The Boosh produced 3 stage shows – The Mighty Boosh (1998), Arctic Boosh (1999) and Autoboosh (2000) – all of which were taken to the Edinburgh Fringe. With the success of Autoboosh, a radio series was commissioned by the BBC. Produced by Danny Wallace, The Boosh was first broadcast in 2001 on BBC London Live, later transferring to BBC Radio 4, from which the team were given a half-hour television pilot of the same name.

The first 8-part series, directed by Paul King, was then commissioned for BBC Three and broadcast in 2004, with a second of 6 episodes the next year. The second series moved away from the zoo setting to show Howard, Vince, Naboo the shaman and Bollo the talking ape living in a flat in Dalston. In 2006, the Boosh returned to theatre with The Mighty Boosh Live, which featured a new story entitled "The Ruby of Kukundu".

After two years away from television, the Boosh returned in November 2007. Set in Naboo's second-hand shop below the flat, the third series drew approximately 1 million viewers with its first episode, and in light of its success, BBC Three broadcast an entire night of The Mighty Boosh on 22 March 2008, which included a new documentary and 6 of Barratt and Fielding's favourite episodes from all 3 series.
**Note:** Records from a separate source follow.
use crossterm::event::{KeyCode, KeyEvent, KeyModifiers};
use huurprijs_core::Effect;
use crate::app::{App, ServiceStatus};
use crate::tui::{AppEvent, EventSender};

pub fn handle_event(app: &mut App, event: AppEvent, tx: &EventSender) {
    match event {
        AppEvent::Key(key) => handle_key(app, key, tx),
        AppEvent::Resize(_, _) => {}
        AppEvent::Tick => {
            app.tick_animation();
        }
        AppEvent::Prediction(outcome) => app.finish_prediction(outcome),
        AppEvent::Health(online) => {
            app.service_status = if online {
                ServiceStatus::Online
            } else {
                ServiceStatus::Offline
            };
        }
    }
}

fn handle_key(app: &mut App, key: KeyEvent, tx: &EventSender) {
    if key.code == KeyCode::Char('c') && key.modifiers.contains(KeyModifiers::CONTROL) {
        app.should_quit = true;
        return;
    }

    match key.code {
        KeyCode::Esc => {
            if app.visible_error().is_some() {
                app.error_hidden = true;
            } else {
                app.should_quit = true;
            }
        }
        KeyCode::Enter => submit(app, tx),

        // Field focus
        KeyCode::Tab | KeyCode::Down => app.focus_next(),
        KeyCode::BackTab | KeyCode::Up => app.focus_prev(),

        // Chat scrolling
        KeyCode::PageUp => app.scroll_chat_up(),
        KeyCode::PageDown => app.scroll_chat_down(),

        // Editing
        KeyCode::Backspace => app.backspace(),
        KeyCode::Delete => app.delete(),
        KeyCode::Left => app.cursor_left(),
        KeyCode::Right => app.cursor_right(),
        KeyCode::Home => app.cursor_home(),
        KeyCode::End => app.cursor_end(),
        KeyCode::Char(c) if !key.modifiers.intersects(KeyModifiers::CONTROL | KeyModifiers::ALT) => {
            app.insert_char(c)
        }

        _ => {}
    }
}

/// Run the controller's submit transition and, when it asks for it, spawn the
/// prediction request. The result comes back as [`AppEvent::Prediction`].
fn submit(app: &mut App, tx: &EventSender) {
    match app.controller.submit() {
        Effect::Dispatch(request) => {
            app.error_hidden = false;
            app.scroll_chat_to_bottom();

            let client = app.client.clone();
            let tx = tx.clone();
            tokio::spawn(async move {
                let outcome = client.predict(&request).await;
                let _ = tx.send(AppEvent::Prediction(outcome));
            });
        }
        Effect::Invalid(fields) => {
            // Jump to the first offending field
            if let Some(first) = fields.iter().next() {
                app.focused = first.index();
                app.cursor_end();
            }
        }
        Effect::Rejected | Effect::None => {}
    }
}

/// Probe the service once and report the result into the event loop.
pub fn spawn_health_check(app: &App, tx: &EventSender) {
    let client = app.client.clone();
    let tx = tx.clone();
    tokio::spawn(async move {
        let online = match client.health().await {
            Ok(online) => online,
            Err(err) => {
                tracing::info!(error = %err, "health check failed");
                false
            }
        };
        let _ = tx.send(AppEvent::Health(online));
    });
}
pub mod client;
pub mod config;
pub mod controller;
pub mod fields;
pub mod format;
pub mod prediction;
pub mod request;
pub mod transcript;
pub mod validate;

// Re-export main types for convenience
pub use client::{PredictError, PredictionClient};
pub use config::Config;
pub use controller::{Effect, Event, InteractionController, InteractionState};
pub use fields::{FieldId, FieldKeyError, FieldValues};
pub use prediction::{IntervalType, PredictionResult};
pub use request::PredictRequest;
pub use transcript::{Message, MessageId, Role, Transcript};
pub use validate::{InvalidFields, ValidatedRequest};
use std::io::{self, Stderr};
use anyhow::Result;
use crossterm::{
    event::{self, Event, KeyEvent, KeyEventKind},
    execute,
    terminal::{disable_raw_mode, enable_raw_mode, EnterAlternateScreen, LeaveAlternateScreen},
};
use futures_util::StreamExt;
use huurprijs_core::{PredictError, PredictionResult};
use ratatui::{backend::CrosstermBackend, Terminal};
use tokio::sync::mpsc;

pub type Tui = Terminal<CrosstermBackend<Stderr>>;

#[derive(Debug)]
pub enum AppEvent {
    Key(KeyEvent),
    Resize(u16, u16),
    Tick,
    /// Outcome of the in-flight prediction request.
    Prediction(Result<PredictionResult, PredictError>),
    /// Result of the startup health probe.
    Health(bool),
}

pub type EventSender = mpsc::UnboundedSender<AppEvent>;

pub struct EventHandler {
    rx: mpsc::UnboundedReceiver<AppEvent>,
    tx: EventSender,
}

impl EventHandler {
    pub fn new() -> Self {
        let (tx, rx) = mpsc::unbounded_channel();

        // Spawn event reader task
        let tx_events = tx.clone();
        tokio::spawn(async move {
            let mut reader = event::EventStream::new();
            while let Some(evt) = reader.next().await {
                let app_event = match evt {
                    // Only handle key press events, not release
                    Ok(Event::Key(key)) if key.kind == KeyEventKind::Press => Some(AppEvent::Key(key)),
                    Ok(Event::Resize(w, h)) => Some(AppEvent::Resize(w, h)),
                    Ok(_) => None,
                    Err(err) => {
                        tracing::warn!(error = %err, "terminal event stream error");
                        None
                    }
                };

                if let Some(event) = app_event {
                    if tx_events.send(event).is_err() {
                        break;
                    }
                }
            }
        });

        // Tick timer for the "Thinking..." animation (300ms interval)
        let tx_tick = tx.clone();
        tokio::spawn(async move {
            let mut interval = tokio::time::interval(std::time::Duration::from_millis(300));
            loop {
                interval.tick().await;
                if tx_tick.send(AppEvent::Tick).is_err() {
                    break;
                }
            }
        });

        Self { rx, tx }
    }

    /// Sender for background tasks that report back into the event loop.
    pub fn sender(&self) -> EventSender {
        self.tx.clone()
    }

    pub async fn next(&mut self) -> Option<AppEvent> {
        self.rx.recv().await
    }
}

pub fn init() -> Result<Tui> {
    enable_raw_mode()?;
    execute!(io::stderr(), EnterAlternateScreen)?;

    let backend = CrosstermBackend::new(io::stderr());
    let terminal = Terminal::new(backend)?;

    Ok(terminal)
}

pub fn restore() -> Result<()> {
    execute!(io::stderr(), LeaveAlternateScreen)?;
    disable_raw_mode()?;
    Ok(())
}

/// Install panic hook to restore terminal on panic
pub fn install_panic_hook() {
    let original_hook = std::panic::take_hook();
    std::panic::set_hook(Box::new(move |panic_info| {
        let _ = restore();
        original_hook(panic_info);
    }));
}
//! Plain-text table rendering.
//!
//! Columns are padded to the widest cell (counted in characters, not bytes)
//! and separated by two spaces, with a dashed rule under the header.

/// Renders a table to a string. Rows shorter than the header are padded with
/// empty cells; extra cells are ignored.
pub fn render_table(headers: &[&str], rows: &[Vec<String>]) -> String {
    let mut widths: Vec<usize> = headers.iter().map(|h| h.chars().count()).collect();
    for row in rows {
        for (i, cell) in row.iter().take(headers.len()).enumerate() {
            widths[i] = widths[i].max(cell.chars().count());
        }
    }

    let mut out = String::new();
    let header_cells: Vec<String> = headers.iter().map(|h| h.to_string()).collect();
    push_row(&mut out, &header_cells, &widths);
    let rule: Vec<String> = widths.iter().map(|w| "-".repeat(*w)).collect();
    push_row(&mut out, &rule, &widths);
    for row in rows {
        push_row(&mut out, row, &widths);
    }
    out
}

fn push_row(out: &mut String, cells: &[String], widths: &[usize]) {
    let mut line = String::new();
    for (i, width) in widths.iter().enumerate() {
        let cell = cells.get(i).map(String::as_str).unwrap_or("");
        if i > 0 {
            line.push_str("  ");
        }
        line.push_str(cell);
        if i + 1 < widths.len() {
            let pad = width.saturating_sub(cell.chars().count());
            line.push_str(&" ".repeat(pad));
        }
    }
    out.push_str(line.trim_end());
    out.push('\n');
}

/// "Yes"/"No" cell text.
pub fn yes_no(flag: bool) -> String {
    if flag { "Yes" } else { "No" }.to_string()
}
J. G. Quintel has said that The Mighty Boosh was a large influence on his animated series Regular Show.

In June 2013, it was confirmed that The Mighty Boosh would reunite for a US festival called Festival Supreme in October 2013.
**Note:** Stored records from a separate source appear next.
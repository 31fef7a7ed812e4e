//! # Chatdesk Identity
//!
//! File: cli/src/commands/whoami.rs
//!
//! Implements `chatdesk whoami`: enters the authenticated shell and prints its
//! header (product name, avatar initial, username) and the menu available to
//! the user. An optional view path shows where the router would land, so
//! `chatdesk whoami /admin` reports `[Chat]` for non-admins.
//!
use crate::common::nav::{self, Route};
use crate::core::context::AppContext;
use crate::core::error::Result;
use clap::Parser;

#[derive(Parser, Debug)]
#[command(about = "Show the logged-in user and available views")]
pub struct WhoamiArgs {
    /// View path to resolve (`/chat`, `/admin`; anything else means chat).
    #[arg(default_value = "/chat")]
    pub view: String,
}

/// The route `whoami` asks the shell for. A logged-in user is never sent
/// back to the login form.
fn requested_route(view: &str) -> Route {
    match Route::from_path(view) {
        Route::Login => Route::Chat,
        other => other,
    }
}

pub async fn handle_whoami(args: WhoamiArgs, ctx: &AppContext) -> Result<()> {
    let frame = nav::enter(ctx, requested_route(&args.view)).await?;
    println!("{}", frame.header());
    println!("Menu: {}", frame.menu_line());
    let roles = frame.user.role_names();
    if !roles.is_empty() {
        println!("Roles: {}", roles.join(", "));
    }
    Ok(())
}
//! # Chatdesk Application Context
//!
//! File: cli/src/core/context.rs
//!
//! Bundles the pieces every view needs: the effective configuration, the
//! shared session store, the navigator and the API client wired to both.
//! Built once per command invocation.
//!
use crate::common::api::ApiClient;
use crate::common::nav::Navigator;
use crate::common::session::SessionStore;
use crate::core::config::{self, Config, Overrides};
use crate::core::error::Result;
use std::path::PathBuf;
use std::sync::Arc;
use tracing::debug;

/// Shared state for one Chatdesk invocation.
#[derive(Clone)]
pub struct AppContext {
    pub config: Config,
    pub session: Arc<SessionStore>,
    pub navigator: Arc<Navigator>,
    pub api: ApiClient,
}

impl AppContext {
    /// Loads configuration (files + overrides) and builds the context.
    pub fn load(overrides: &Overrides) -> Result<Self> {
        Self::from_config(config::load_config(overrides)?)
    }

    /// Builds the context from an already-resolved configuration.
    pub fn from_config(config: Config) -> Result<Self> {
        let session_path = PathBuf::from(&config.session.file);
        debug!("Using session file {}", session_path.display());
        let session = Arc::new(SessionStore::open(session_path)?);
        let navigator = Arc::new(Navigator::new());
        let api = ApiClient::new(&config.api, session.clone(), navigator.clone())?;
        Ok(Self {
            config,
            session,
            navigator,
            api,
        })
    }
}
//! Backend REST paths, relative to the configured base URL.

pub const LOGIN: &str = "/api/auth/login";

pub const USERS: &str = "/api/users";
pub const USERS_ME: &str = "/api/users/me";
pub const USERS_BULK: &str = "/api/users/bulk";

pub fn user(id: i64) -> String {
    format!("{USERS}/{id}")
}

pub const ROLES: &str = "/api/roles";

pub const CONVERSATIONS: &str = "/api/conversations";

pub fn conversation(id: i64) -> String {
    format!("{CONVERSATIONS}/{id}")
}

pub fn user_conversations(user_id: i64) -> String {
    format!("{CONVERSATIONS}/user/{user_id}")
}

pub fn chat_messages(conversation_id: i64) -> String {
    format!("/api/chat/messages/{conversation_id}")
}

pub fn chat_summarize(conversation_id: i64) -> String {
    format!("/api/chat/{conversation_id}/summarize")
}
//! # Chatdesk Library
//!
//! File: cli/src/lib.rs
//!
//! Terminal client for the chatbot backend: login, chat and administration
//! over its REST API. The `chatdesk` binary is a thin clap layer over the
//! modules exported here.
//!
//! - `core`: configuration, errors and the per-invocation `AppContext`
//! - `common`: API client, session store, navigation, data model and terminal UI
//! - `commands`: the login/logout/whoami commands and the chat and admin views
//!
pub mod commands;
pub mod common;
pub mod core;
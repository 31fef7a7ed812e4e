//! # Chatdesk Chat Commands
//!
//! File: cli/src/commands/chat/mod.rs
//!
//! ## Overview
//!
//! The `chatdesk chat` command group: list, create and read conversations and
//! talk to the bot, either one message at a time or in an interactive loop.
//! Every subcommand first enters the authenticated shell (`common::nav::enter`),
//! so a missing session fails before any chat request is made.
//!
//! ## Architecture
//!
//! - `view.rs`: `ChatView`, the screen state and its operations.
//! - `repl.rs`: the interactive loop on top of `ChatView`.
//! - this file: clap definitions, the dispatcher and transcript rendering.
//!
//! ## Usage
//!
//! ```bash
//! chatdesk chat list
//! chatdesk chat new --title "Trip plans"
//! chatdesk chat show 3
//! chatdesk chat send --conversation 3 "hello"
//! chatdesk chat repl
//! ```
//!
use crate::common::models::{format_timestamp, Conversation, Message};
use crate::common::nav::{self, Route};
use crate::common::ui::tables;
use crate::core::context::AppContext;
use crate::core::error::Result;
use clap::{Parser, Subcommand};
use tracing::info;

pub mod repl;
pub mod view;

pub use view::ChatView;

/// Arguments for the `chatdesk chat` group.
#[derive(Parser, Debug)]
pub struct ChatArgs {
    #[command(subcommand)]
    command: ChatCommand,
}

#[derive(Subcommand, Debug)]
enum ChatCommand {
    /// List your conversations.
    List,
    /// Create a conversation.
    New {
        /// Title for the new conversation (defaults to the configured title).
        #[arg(short, long)]
        title: Option<String>,
    },
    /// Show a conversation and its messages.
    Show {
        /// Conversation id.
        id: i64,
    },
    /// Send one message and print the reply.
    Send {
        /// Conversation to send to.
        #[arg(short, long = "conversation", value_name = "ID")]
        conversation: i64,
        /// Message text. Multiple words are joined with spaces.
        #[arg(required = true, num_args = 1..)]
        text: Vec<String>,
    },
    /// Start an interactive chat session.
    Repl,
}

/// # Handle Chat Command (`handle_chat`)
///
/// Enters the shell on the chat route, mounts the view and dispatches.
pub async fn handle_chat(args: ChatArgs, ctx: &AppContext) -> Result<()> {
    let frame = nav::enter(ctx, Route::Chat).await?;
    info!("Entering chat as '{}'", frame.user.username);

    let mut view = ChatView::new(ctx);
    view.mount().await?;

    match args.command {
        ChatCommand::List => {
            print!("{}", render_conversations(view.conversations(), None));
        }
        ChatCommand::New { title } => {
            let created = view.create_conversation(title.as_deref()).await?;
            println!("Created conversation {}: {}", created.id, created.title);
        }
        ChatCommand::Show { id } => {
            let conversation = view.select(id).await?;
            println!("# {} (id {})", conversation.title, conversation.id);
            print!("{}", render_transcript(view.messages()));
        }
        ChatCommand::Send { conversation, text } => {
            view.select(conversation).await?;
            let sent = view.send_message(&text.join(" ")).await?;
            let shown = view.messages().len().saturating_sub(2);
            print!("{}", render_transcript(&view.messages()[shown..]));
            if let Some(title) = sent.new_title {
                println!("(conversation renamed to '{title}')");
            }
        }
        ChatCommand::Repl => {
            println!("{}", frame.header());
            let stdin = tokio::io::BufReader::new(tokio::io::stdin());
            let mut stdout = std::io::stdout();
            repl::run(&mut view, stdin, &mut stdout).await?;
        }
    }
    Ok(())
}

/// One line per message: `[time] Me: text`.
pub fn render_transcript(messages: &[Message]) -> String {
    if messages.is_empty() {
        return "(no messages yet)\n".to_string();
    }
    messages
        .iter()
        .map(|m| {
            format!(
                "[{}] {}: {}\n",
                format_timestamp(m.timestamp.as_ref()),
                m.role.label(),
                m.content
            )
        })
        .collect()
}

/// Conversation list table; the selected entry is marked with `*`.
pub fn render_conversations(conversations: &[Conversation], selected: Option<i64>) -> String {
    if conversations.is_empty() {
        return "(no conversations)\n".to_string();
    }
    let rows: Vec<Vec<String>> = conversations
        .iter()
        .map(|c| {
            vec![
                if Some(c.id) == selected { "*" } else { "" }.to_string(),
                c.id.to_string(),
                c.title.clone(),
                format_timestamp(c.created_at.as_ref()),
            ]
        })
        .collect();
    tables::render_table(&["", "ID", "Title", "Created"], &rows)
}
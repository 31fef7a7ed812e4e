//! # Chatdesk Session Store (`common::session`)
//!
//! File: cli/src/common/session/mod.rs
//!
//! ## Overview
//!
//! Holds the single active bearer token and the username it was issued to.
//! The session is persisted to a small TOML file so separate `chatdesk`
//! invocations share the login, and it lives until an explicit logout or a
//! 401 from any request.
//!
//! No expiry is tracked here; an expired token is detected when the backend
//! answers 401 and the API client calls `clear_token`.
//!
//! ## Architecture
//!
//! - `Session`: the persisted record (token, username, login time).
//! - `SessionStore`: owns the file path and an in-memory copy behind a
//!   `RwLock`, so the API client can read the token for every request while
//!   login/logout/401 handling replace or drop it.
//!
//! ```rust,ignore
//! let store = SessionStore::open(path)?;
//! store.set_token("abc", "alice")?;
//! assert_eq!(store.get_token().as_deref(), Some("abc"));
//! store.clear_token()?;
//! assert!(!store.is_authenticated());
//! ```
//!
use crate::common::fs::io;
use crate::core::error::{ChatdeskError, Result};
use chrono::{DateTime, Utc};
use serde::{Deserialize, Serialize};
use std::path::{Path, PathBuf};
use std::sync::{PoisonError, RwLock};
use tracing::{debug, info, warn};

/// The persisted session record.
#[derive(Debug, Clone, PartialEq, Serialize, Deserialize)]
pub struct Session {
    /// Opaque bearer token returned by the auth endpoint.
    pub token: String,
    /// Username the token was issued for.
    pub username: String,
    /// When the login happened (informational only).
    pub logged_in_at: DateTime<Utc>,
}

/// File-backed holder of the one active session.
#[derive(Debug)]
pub struct SessionStore {
    path: PathBuf,
    current: RwLock<Option<Session>>,
}

impl SessionStore {
    /// Opens the store at `path`, loading any session already saved there.
    ///
    /// An unreadable or corrupt session file is logged and treated as
    /// "logged out" rather than failing the command.
    pub fn open(path: impl Into<PathBuf>) -> Result<Self> {
        let path = path.into();
        let current = if path.exists() {
            match load_session(&path) {
                Ok(session) => {
                    debug!("Loaded session for '{}' from {}", session.username, path.display());
                    Some(session)
                }
                Err(e) => {
                    warn!("Ignoring unreadable session file {}: {:#}", path.display(), e);
                    None
                }
            }
        } else {
            debug!("No session file at {}", path.display());
            None
        };
        Ok(Self {
            path,
            current: RwLock::new(current),
        })
    }

    /// Stores a new token, replacing any previous session, and persists it.
    pub fn set_token(&self, token: &str, username: &str) -> Result<()> {
        if token.trim().is_empty() {
            anyhow::bail!(ChatdeskError::Session(
                "Refusing to store an empty token.".to_string()
            ));
        }
        let session = Session {
            token: token.to_string(),
            username: username.to_string(),
            logged_in_at: Utc::now(),
        };
        let serialized = toml::to_string(&session)
            .map_err(|e| ChatdeskError::Session(format!("Failed to serialize session: {e}")))?;
        io::write_private_file(&self.path, &serialized)?;
        *self.current.write().unwrap_or_else(PoisonError::into_inner) = Some(session);
        info!("Session stored for user '{}'", username);
        Ok(())
    }

    /// Returns the active token, if any.
    pub fn get_token(&self) -> Option<String> {
        self.current
            .read()
            .unwrap_or_else(PoisonError::into_inner)
            .as_ref()
            .map(|s| s.token.clone())
    }

    /// Returns the username of the active session, if any.
    pub fn username(&self) -> Option<String> {
        self.current
            .read()
            .unwrap_or_else(PoisonError::into_inner)
            .as_ref()
            .map(|s| s.username.clone())
    }

    pub fn is_authenticated(&self) -> bool {
        self.get_token().is_some()
    }

    /// Drops the session in memory and removes the session file.
    pub fn clear_token(&self) -> Result<()> {
        let previous = self
            .current
            .write()
            .unwrap_or_else(PoisonError::into_inner)
            .take();
        io::remove_file_if_exists(&self.path)?;
        if let Some(session) = previous {
            info!("Session cleared for user '{}'", session.username);
        }
        Ok(())
    }
}

fn load_session(path: &Path) -> Result<Session> {
    let content = io::read_file_to_string(path)?;
    let session: Session = toml::from_str(&content)
        .map_err(|e| ChatdeskError::Session(format!("Failed to parse session file: {e}")))?;
    if session.token.trim().is_empty() {
        anyhow::bail!(ChatdeskError::Session("Session file holds an empty token.".to_string()));
    }
    Ok(session)
}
On 1 January 2020, Fielding posted an image of himself and Barratt on Instagram with the caption, "There really wasn't enough Boosh this decade ! let's try and rectify that in the next one ;) x".

Main cast
 Julian Barratt as Howard Moon
 Noel Fielding as Vince Noir
 Michael Fielding as Naboo
 Dave Brown as Bollo
 Rich Fulcher as Bob Fossil

The cast members also play smaller roles throughout the series, the roles listed above are their most frequently appearing characters. For a full list of characters, see the List of The Mighty Boosh characters.

Theatre

Original stage shows

The Mighty Boosh (1998)

The Boosh, then consisting of only Barratt and Fielding, conceived The Mighty Boosh whilst working on Stewart Lee's Edinburgh Festival show King Dong vs. Moby Dick in which they played a giant penis and a whale respectively.
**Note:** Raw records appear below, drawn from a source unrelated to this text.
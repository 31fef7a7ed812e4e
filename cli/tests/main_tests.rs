//! # Chatdesk CLI Main Integration Tests
//!
//! File: cli/tests/main_tests.rs
//!
//! ## Overview
//!
//! Top-level behavior of the `chatdesk` binary: standard flags, argument
//! errors, configuration validation and the "not logged in" path.
//!

mod common;
use common::*;
use predicates::prelude::*;
use tempfile::tempdir;

#[test]
fn test_main_help_flag() {
    chatdesk_cmd()
        .arg("--help")
        .assert()
        .success()
        .stdout(predicate::str::contains("login"))
        .stdout(predicate::str::contains("admin"));
}

#[test]
fn test_main_version_flag() {
    chatdesk_cmd()
        .arg("--version")
        .assert()
        .success()
        .stdout(predicate::str::contains(env!("CARGO_PKG_VERSION")));
}

#[test]
fn test_missing_subcommand_fails() {
    chatdesk_cmd().assert().failure();
}

#[test]
fn test_invalid_base_url_is_rejected() {
    let dir = tempdir().expect("Failed to create temp dir");
    chatdesk_cmd()
        .args(["--base-url", "localhost:8000", "logout"])
        .arg("--session-file")
        .arg(dir.path().join("session.toml"))
        .assert()
        .failure()
        .stderr(predicate::str::contains("Invalid base URL"));
}

#[test]
fn test_protected_command_without_session_makes_no_request() {
    let backend = MockBackend::start();
    let dir = tempdir().expect("Failed to create temp dir");

    chatdesk_cmd()
        .args(["--base-url", &backend.base_url, "chat", "list"])
        .arg("--session-file")
        .arg(dir.path().join("session.toml"))
        .assert()
        .failure()
        .stderr(predicate::str::contains("Not logged in"));

    assert!(backend.requests().is_empty());
}

#[test]
fn test_logout_when_logged_out() {
    let dir = tempdir().expect("Failed to create temp dir");
    chatdesk_cmd()
        .arg("logout")
        .arg("--session-file")
        .arg(dir.path().join("session.toml"))
        .assert()
        .success()
        .stdout(predicate::str::contains("Not logged in."));
}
In 1998, they took The Mighty Boosh to the Edinburgh Festival, recruiting fellow comedian Rich Fulcher, whom the pair had met while working on Unnatural Acts. The show won the Perrier Award for Best Newcomer. During their residency at North London's Hen and Chickens Theatre the following year, they built up a cult following, introducing new characters whilst developing old ones.

Arctic Boosh (1999)

In 1999, the Boosh returned to the Edinburgh Festival with a new show, Arctic Boosh, with Dave Brown acting as choreographer and photographer, as well as playing a variety of characters. Arctic Boosh sold out every night and was nominated for the Perrier Award. The show was directed by Stewart Lee.

Autoboosh (2000)

In 2000, the Boosh premiered their third stage show, Autoboosh, at the Melbourne International Comedy Festival, adding Fielding's younger brother Michael to the cast. Autoboosh won the festival's Barry Award.

Nationwide tours

The Mighty Boosh Live (2006)

The Boosh returned to the stage in 2006, touring the UK for the first time. Though drawing heavily from their earlier material, the main story combined these elements into a new narrative. A recording of this show at the Brixton Academy was later released on DVD, before being broadcast on BBC Three on Boxing Day, 2007.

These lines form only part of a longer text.